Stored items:
//! fewgraph CLI - few-shot episode tooling for social graphs.
//!
//! # Usage
//!
//! ```bash
//! # Build artifacts from raw engagement files
//! fewgraph preprocess raw/gossipcop -o data/gossipcop --data gossipcop --top-k 30
//!
//! # Dataset statistics
//! fewgraph stats data/gossipcop --data gossipcop
//!
//! # Sample a few 5-shot training episodes and print their shapes
//! fewgraph episodes data/gossipcop --data gossipcop --k-shot 5 --hops 2 --count 3
//!
//! # Mean-aggregation prototype baseline over one validation epoch
//! fewgraph eval data/gossipcop --data gossipcop --split val --workers 4
//! ```
//!
//! Set `RUST_LOG=info` (or `debug`) for loader and sampler logs on stderr.

use anyhow::{Context, Result};
use clap::{Args, Parser, Subcommand, ValueEnum};
use fewgraph_core::preprocess::{self, PreprocessConfig, UserFilter};
use fewgraph_core::{
    build_loaders, proto, DatasetConfig, DatasetName, EpisodeLoader, FeatureType, GraphDataset,
    LoaderConfig, LoaderOptions, ModelKind, SamplerConfig, Split, SplitSizes,
};
use indicatif::ProgressBar;
use std::path::PathBuf;
use std::sync::Arc;
use std::time::Instant;
use tracing_subscriber::EnvFilter;

#[derive(Parser)]
#[command(name = "fewgraph")]
#[command(about = "Few-shot episode sampling on social graphs", long_about = None)]
struct Cli {
    #[command(subcommand)]
    command: Commands,
}

/// Where the artifacts live and how they were built.
#[derive(Args)]
struct DataArgs {
    /// Artifact directory
    dir: PathBuf,

    /// Dataset name (HealthStory, gossipcop, twitterHateSpeech)
    #[arg(short, long, default_value = "gossipcop")]
    data: DatasetName,

    /// Top-K users (in thousands) the artifacts were built with
    #[arg(long, default_value = "30")]
    top_k: usize,

    /// Feature type the artifacts were built with (one-hot, term-frequency)
    #[arg(long, default_value = "one-hot")]
    feature_type: FeatureType,
}

impl DataArgs {
    fn dataset_config(&self) -> DatasetConfig {
        let mut config = DatasetConfig::new(self.data, self.dir.clone());
        config.top_k = self.top_k;
        config.feature_type = self.feature_type;
        config
    }
}

#[derive(Subcommand)]
enum Commands {
    /// Show statistics about a preprocessed dataset
    Stats {
        #[command(flatten)]
        data: DataArgs,
    },

    /// Sample episodes and print their batch shapes
    Episodes {
        #[command(flatten)]
        data: DataArgs,

        /// Split to sample from
        #[arg(long, default_value = "train")]
        split: SplitArg,

        /// Support examples per class
        #[arg(short, long, default_value = "5")]
        k_shot: usize,

        /// Neighborhood hops around every episode node
        #[arg(long, default_value = "2")]
        hops: usize,

        /// Number of episodes to print
        #[arg(short, long, default_value = "3")]
        count: usize,

        /// Use the rest of each class as query instead of k_shot nodes
        #[arg(long)]
        remainder_query: bool,

        /// Random seed
        #[arg(long, default_value = "42")]
        seed: u64,
    },

    /// Evaluate the mean-aggregation prototype baseline over one epoch
    Eval {
        #[command(flatten)]
        data: DataArgs,

        /// JSON loader configuration; the directory argument still wins
        #[arg(long)]
        config: Option<PathBuf>,

        /// Split to evaluate
        #[arg(long, default_value = "val")]
        split: SplitArg,

        /// Support examples per class
        #[arg(short, long, default_value = "5")]
        k_shot: usize,

        /// Neighborhood hops (also the number of aggregation rounds)
        #[arg(long, default_value = "2")]
        hops: usize,

        /// Worker threads assembling episodes
        #[arg(short, long, default_value = "0")]
        workers: usize,

        /// Model family (gat, prototypical, gmeta)
        #[arg(long, default_value = "prototypical")]
        model: ModelKind,

        /// Random seed
        #[arg(long, default_value = "42")]
        seed: u64,
    },

    /// Build graph artifacts from raw engagement files
    Preprocess {
        /// Raw data directory (doc2labels.json, doc_vocab.json, engagements/)
        raw: PathBuf,

        /// Output directory
        #[arg(short, long)]
        output: PathBuf,

        /// Dataset name
        #[arg(short, long, default_value = "gossipcop")]
        data: DatasetName,

        /// Top-K most active users kept (in thousands)
        #[arg(long, default_value = "30")]
        top_k: usize,

        /// Drop users who shared more than this fraction of any class
        #[arg(long, default_value = "0.3")]
        threshold: f64,

        /// Keep every engaging user (skips --threshold and --top-k filtering)
        #[arg(long)]
        all_users: bool,

        /// Train,val,test ratios (defaults per dataset)
        #[arg(long)]
        split_sizes: Option<SplitSizes>,

        /// Feature type (one-hot, term-frequency)
        #[arg(long, default_value = "one-hot")]
        feature_type: FeatureType,

        /// Vocabulary size; 0 infers it from the data
        #[arg(long, default_value = "0")]
        vocab_size: usize,

        /// Split shuffle seed
        #[arg(long, default_value = "42")]
        seed: u64,
    },
}

#[derive(Clone, Copy, ValueEnum)]
enum SplitArg {
    /// Training documents
    Train,
    /// Validation documents
    Val,
    /// Test documents
    Test,
}

impl From<SplitArg> for Split {
    fn from(split: SplitArg) -> Self {
        match split {
            SplitArg::Train => Split::Train,
            SplitArg::Val => Split::Val,
            SplitArg::Test => Split::Test,
        }
    }
}

fn main() -> Result<()> {
    tracing_subscriber::fmt()
        .with_env_filter(EnvFilter::try_from_default_env().unwrap_or_else(|_| EnvFilter::new("warn")))
        .with_writer(std::io::stderr)
        .init();

    let cli = Cli::parse();

    match cli.command {
        Commands::Stats { data } => cmd_stats(&data),
        Commands::Episodes {
            data,
            split,
            k_shot,
            hops,
            count,
            remainder_query,
            seed,
        } => cmd_episodes(&data, split.into(), k_shot, hops, count, remainder_query, seed),
        Commands::Eval {
            data,
            config,
            split,
            k_shot,
            hops,
            workers,
            model,
            seed,
        } => {
            let loader_config = match config {
                Some(path) => {
                    let mut c = LoaderConfig::from_json_file(&path)
                        .with_context(|| format!("Failed to read config {}", path.display()))?;
                    c.data_dir = data.dir.clone();
                    c
                }
                None => {
                    let mut c = LoaderConfig::new(data.data, data.dir.clone());
                    c.top_k = data.top_k;
                    c.feature_type = data.feature_type;
                    c.k_shot = k_shot;
                    c.hop_size = hops;
                    c.num_workers = workers;
                    c.model = model;
                    c.seed = seed;
                    c
                }
            };
            cmd_eval(&loader_config, split.into())
        }
        Commands::Preprocess {
            raw,
            output,
            data,
            top_k,
            threshold,
            all_users,
            split_sizes,
            feature_type,
            vocab_size,
            seed,
        } => {
            let mut config = PreprocessConfig::new(data, raw, output);
            config.user_filter = UserFilter { threshold, top_k };
            config.valid_users = !all_users;
            config.split_sizes = split_sizes;
            config.feature_type = feature_type;
            config.vocab_size = vocab_size;
            config.seed = seed;
            cmd_preprocess(&config)
        }
    }
}

fn load_dataset(args: &DataArgs) -> Result<GraphDataset> {
    let start = Instant::now();
    let pb = ProgressBar::new_spinner();
    pb.set_message(format!("Loading {}...", args.dir.display()));

    let ds = GraphDataset::load(&args.dataset_config())
        .with_context(|| format!("Failed to load {} from {}", args.data, args.dir.display()))?;

    pb.finish_with_message(format!("Loaded in {:.2?}", start.elapsed()));
    Ok(ds)
}

fn cmd_stats(args: &DataArgs) -> Result<()> {
    let ds = load_dataset(args)?;
    let stats = ds.stats();
    let components = petgraph::algo::connected_components(&ds.as_petgraph());

    println!("Dataset Statistics");
    println!("==================");
    println!("Documents:      {}", stats.num_docs);
    println!("Users:          {}", stats.num_users);
    println!(
        "Edges:          {} ({} doc-user, {} user-user)",
        stats.num_edges, stats.doc_user_edges, stats.user_user_edges
    );
    println!("Features:       {}", stats.num_features);
    println!("Labeled docs:   {}", stats.num_labeled);
    println!(
        "Train/val/test: {}/{}/{}",
        stats.split_sizes[0], stats.split_sizes[1], stats.split_sizes[2]
    );
    println!("Avg degree:     {:.2}", stats.avg_degree);
    println!("Components:     {}", components);

    println!("\nClass ratio:");
    for (name, ratio) in ds.label_names().iter().zip(ds.class_ratio()) {
        println!("  {:<10} {:.3}", name, ratio);
    }

    Ok(())
}

fn cmd_episodes(
    args: &DataArgs,
    split: Split,
    k_shot: usize,
    hops: usize,
    count: usize,
    remainder_query: bool,
    seed: u64,
) -> Result<()> {
    let ds = Arc::new(load_dataset(args)?);

    let sampler = SamplerConfig::new(k_shot)
        .with_seed(seed)
        .with_include_query(!remainder_query);
    let options = LoaderOptions::new(k_shot)
        .with_hop_size(hops)
        .with_sampler(sampler);
    let mut loader = EpisodeLoader::new(ds, split, options)
        .with_context(|| format!("Cannot sample {} episodes", split))?;

    println!(
        "{} episodes per epoch ({}-way {}-shot, {} hops)",
        loader.len(),
        loader.sampler().n_way(),
        k_shot,
        hops
    );
    for _ in 0..count {
        let eb = loader.next_batch()?;
        println!(
            "episode {}: support {} targets / {} nodes / {} edges, query {} targets / {} nodes / {} edges",
            eb.index,
            eb.support.num_graphs(),
            eb.support.num_nodes(),
            eb.support.num_edges(),
            eb.query.num_graphs(),
            eb.query.num_nodes(),
            eb.query.num_edges()
        );
    }

    Ok(())
}

fn cmd_eval(config: &LoaderConfig, split: Split) -> Result<()> {
    let start = Instant::now();
    let mut loaders = build_loaders(config).context("Failed to build loaders")?;
    let loader = match split {
        Split::Train => &mut loaders.train,
        Split::Val => &mut loaders.val,
        Split::Test => &mut loaders.test,
    };

    let batches = loader.next_epoch()?;
    let pb = ProgressBar::new(batches.len() as u64);
    let (mut accuracy, mut loss, mut macro_f1) = (0.0f32, 0.0f32, 0.0f32);
    for eb in &batches {
        let result = proto::evaluate_episode(eb, config.hop_size)
            .with_context(|| format!("Failed to evaluate episode {}", eb.index))?;
        tracing::debug!(
            "episode {}: accuracy {:.3}, loss {:.3}",
            eb.index,
            result.accuracy,
            result.loss
        );
        accuracy += result.accuracy;
        loss += result.loss;
        macro_f1 += result.macro_f1;
        pb.inc(1);
    }
    pb.finish_and_clear();

    let n = batches.len().max(1) as f32;
    println!(
        "Prototype baseline ({} split, {} episodes, model {})",
        split,
        batches.len(),
        config.model
    );
    println!("==========================================");
    println!("Accuracy: {:.4}", accuracy / n);
    println!("Loss:     {:.4}", loss / n);
    println!("Macro F1: {:.4}", macro_f1 / n);
    println!("Evaluated in {:.2?}", start.elapsed());

    Ok(())
}

fn cmd_preprocess(config: &PreprocessConfig) -> Result<()> {
    let start = Instant::now();
    let pb = ProgressBar::new_spinner();
    pb.set_message(format!("Preprocessing {}...", config.raw_dir.display()));

    let summary = preprocess::run(config)
        .with_context(|| format!("Failed to preprocess {}", config.raw_dir.display()))?;

    pb.finish_with_message(format!("Preprocessed in {:.2?}", start.elapsed()));

    println!("Wrote artifacts to {}", config.out_dir.display());
    println!("Documents:            {}", summary.num_docs);
    println!("Users:                {}", summary.num_users);
    println!("Edges:                {}", summary.num_edges);
    println!("Skipped engagements:  {}", summary.skipped_engagements);
    println!("Skipped follow files: {}", summary.build.skipped_files);

    Ok(())
}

REQUIRED ACTION
Show the lines of the data that hold the word "Commands".

ANSWER BOX
    command: Commands,
enum Commands {
        Commands::Stats { data } => cmd_stats(&data),
        Commands::Episodes {
        Commands::Eval {
        Commands::Preprocess {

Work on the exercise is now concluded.